Scientists are using the rare genetics of one Italian family to research ways to combat chronic pain. The family has always had trouble experiencing pain, burns would go unnoticed, and temperature fluctuations wouldn’t bother them.
A group of scientist from the United Kingdom have been studying the family's lack of pain and think they may have found the gene responsible for their insensitivity. “Genetic analysis of a human family with Marsili syndrome, a rare and perhaps unique inherited pain insensitive phenotype, and mouse modeling have shown ZFHX2 as a critical gene for normal pain perception,” the authors write in the study published recently in the journal Brain. The name of the family’s syndrome is actually named after themselves. They are thought to be the only family in the world with such a syndrome.
Family subjected to painful testing
The family members were put through rigorous and torturous sounding testing including being poked with blunt instruments on tender skin, touching both extreme hot and cold surface and dunking their bodies in freezing water. The unpleasant testing has concluded with the sequencing of part of the family’s genomes, that revealed a mutation in the “ZFHX2" gene. This gene is responsible for altering how Nociceptors, the pain-sensing part of nerve cells convert DNA code into protein-making instructions.
"We have spent several years trying to identify the gene that is the cause of this," molecular biologist James Cox from University College London told media. Armed with this information scientist have created mice without the “ZFHX2" gene in an attempt to unpack knowledge about it further. The mice without the gene had difficulty in sensing temperature which has contributed to the science community'a belief that it is a mutation of this gene that is the cause of the high pain threshold in the Marsili family. "By identifying this mutation and clarifying that it contributes to the family's pain insensitivity, we have opened up a whole new route to drug discovery for pain relief," says one of the researchers, Anna Maria Aloisi from the University of Siena in Italy.

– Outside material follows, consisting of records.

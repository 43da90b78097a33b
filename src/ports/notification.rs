//! Notification outbound port. Inform the external agency of committed content.

use crate::domain::{ContentItem, DomainError, PointOfInterest};

/// Port for notifying the external agency system.
///
/// Implemented by adapters (HTTP agency endpoint, mock). Called only after a
/// durable commit; a failure here never undoes the commit.
#[async_trait::async_trait]
pub trait NotificationGateway: Send + Sync {
    /// Send one notification for a freshly committed item.
    ///
    /// # Arguments
    /// * `item` - The committed content item
    /// * `poi` - Its owner, with the post-commit count
    ///
    /// # Errors
    /// Returns `DomainError::Notify` if the agency cannot be reached or rejects the call.
    async fn notify(&self, item: &ContentItem, poi: &PointOfInterest) -> Result<(), DomainError>;
}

Mice test just the first step in a long road of new research
The mouse, however, also displayed other unexpected symptoms like increased hyperactivity and some forms of /mouse depression’. The mouse experiment results, though providing some answers also cement the fact that understanding the experiences of pain are far more complex than identifying a single gene. The research will help scientists continue to discover the science behind pain. For the Marsili family, the condition is both a blessing and a curse. Their lack of pain means they have broken bones without noticing. "For example, [52-year-old] Letizia broke her shoulder while skiing, but then kept skiing for the rest of the day and drove home. She didn't get it checked out until the next day,” Cox explained. However, spokesperson for the family Letizia Marsili says it isn’t all bad: "From day to day we live a very normal life, perhaps better than the rest of the population, because we very rarely get unwell and we hardly feel any pain," she told media.